At long last…

I’ve had my eye on this orzo salad recipe from 101 Cookbooks since it was published last September. Today, I realized that I had most of the ingredients, and the others I could pick up during my already-planned trip to the grocery store. One major change I made was to substitute quinoa for the orzo, because I had some already cooked that I wanted to use. This salad looks and feels like a detox but eats like a delightful and satisfying lunch!

Here’s what it looked like before tossing:

IMG_0816

Ingredients

1 cup grain of your choice (obviously the recipe calls for orzo; I used red quinoa)

8-10 asparagus, ends trimmed and cut into 1 inch pieces

1/2 a head of broccoli, cut into small trees

small handful of cilantro, chopped

1 small garlic clove, smashed and chopped

2 tbsp fresh lemon juice

1/4 cup olive oil

small handful sprouts

1/3 cup almonds, toasted

1/2 small cucumber, cut into 1/4 inch pieces

1 medium avocado, sliced

1/4 cup feta

Method

Cook your grains (if you use orzo, you can cook the vegetables in the same pot. If not, bring a pot of water to boil)
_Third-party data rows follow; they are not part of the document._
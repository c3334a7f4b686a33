//! Port traits the domain depends on; adapters implement them.

pub mod config_port;
pub mod data_port;
pub mod ledger_port;
pub mod signal_port;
If you are blanching your broccoli and asparagus in your pasta water, wait until the pasta is almost cooked and then add the veggies. They only need to cook about 30 seconds. Drain the water and rinse.

Whisk together the salad dressing ingredients: garlic, lemon juice, olive oil. Set aside

Toss the grains, blanched veggies, the cilantro, and half the dressing. Then add the rest of the ingredients and toss gently (this is so you don’t pulverize the avocado– I, of course, forgot to separate the mixing and things turned out just fine).

Taste, add more dressing, or just lemon juice, and salt and pepper.